Filter out all lines without the word "Option" from the data below, please, and copy the rest.

+++ Data shown

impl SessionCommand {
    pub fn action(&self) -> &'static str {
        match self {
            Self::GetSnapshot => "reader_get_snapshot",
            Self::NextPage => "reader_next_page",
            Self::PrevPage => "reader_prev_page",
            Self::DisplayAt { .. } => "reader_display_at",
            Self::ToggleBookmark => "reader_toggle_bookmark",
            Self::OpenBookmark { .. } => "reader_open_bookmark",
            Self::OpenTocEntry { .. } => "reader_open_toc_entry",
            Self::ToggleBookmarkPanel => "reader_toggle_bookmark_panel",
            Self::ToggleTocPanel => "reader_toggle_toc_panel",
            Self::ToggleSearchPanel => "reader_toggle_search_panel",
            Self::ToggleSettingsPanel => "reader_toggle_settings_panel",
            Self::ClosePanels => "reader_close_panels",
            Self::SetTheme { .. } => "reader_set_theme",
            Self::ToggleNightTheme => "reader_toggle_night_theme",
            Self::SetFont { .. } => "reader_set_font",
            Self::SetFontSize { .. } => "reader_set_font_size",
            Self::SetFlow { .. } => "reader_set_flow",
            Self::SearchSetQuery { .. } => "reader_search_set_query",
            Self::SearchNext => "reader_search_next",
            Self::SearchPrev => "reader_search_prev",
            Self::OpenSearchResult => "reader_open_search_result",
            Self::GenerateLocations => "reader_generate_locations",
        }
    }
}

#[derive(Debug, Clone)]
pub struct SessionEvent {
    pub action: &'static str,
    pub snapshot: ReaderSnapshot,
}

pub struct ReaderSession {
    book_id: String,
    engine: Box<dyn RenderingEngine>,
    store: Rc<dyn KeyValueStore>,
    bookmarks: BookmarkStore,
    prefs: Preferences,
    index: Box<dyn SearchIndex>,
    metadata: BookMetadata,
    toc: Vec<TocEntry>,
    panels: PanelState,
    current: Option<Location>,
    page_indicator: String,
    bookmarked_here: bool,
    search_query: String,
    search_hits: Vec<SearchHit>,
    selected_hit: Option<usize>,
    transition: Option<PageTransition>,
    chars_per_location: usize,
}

++++++

*Response area*.
    current: Option<Location>,
    selected_hit: Option<usize>,
    transition: Option<PageTransition>,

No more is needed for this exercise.